### [Required work]
Your answer should be the complete data, copied exactly.

====

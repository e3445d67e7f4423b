use axum::{extract::State, Json};
use serde::Serialize;

use crate::agent::ANTHROPIC_VERSION;
use crate::state::AppState;

#[derive(Debug, Serialize)]
pub struct HealthResponse {
    pub status: &'static str,
    pub version: &'static str,
    pub sdk_version: &'static str,
    pub uptime_seconds: u64,
    pub environment: &'static str,
}

/// GET /health
/// Always 200 while the process is reachable.
pub async fn health_handler(State(state): State<AppState>) -> Json<HealthResponse> {
    Json(HealthResponse {
        status: "healthy",
        version: env!("CARGO_PKG_VERSION"),
        sdk_version: ANTHROPIC_VERSION,
        uptime_seconds: state.started_at.elapsed().as_secs(),
        environment: state.config.environment(),
    })
}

====

### [Response area]
repository e3445d67e7f4423b
use axum::{extract::State, Json};
use serde::Serialize;

use crate::agent::ANTHROPIC_VERSION;
use crate::state::AppState;

#[derive(Debug, Serialize)]
pub struct HealthResponse {
    pub status: &'static str,
    pub version: &'static str,
    pub sdk_version: &'static str,
    pub uptime_seconds: u64,
    pub environment: &'static str,
}

/// GET /health
/// Always 200 while the process is reachable.
pub async fn health_handler(State(state): State<AppState>) -> Json<HealthResponse> {
    Json(HealthResponse {
        status: "healthy",
        version: env!("CARGO_PKG_VERSION"),
        sdk_version: ANTHROPIC_VERSION,
        uptime_seconds: state.started_at.elapsed().as_secs(),
        environment: state.config.environment(),
    })
}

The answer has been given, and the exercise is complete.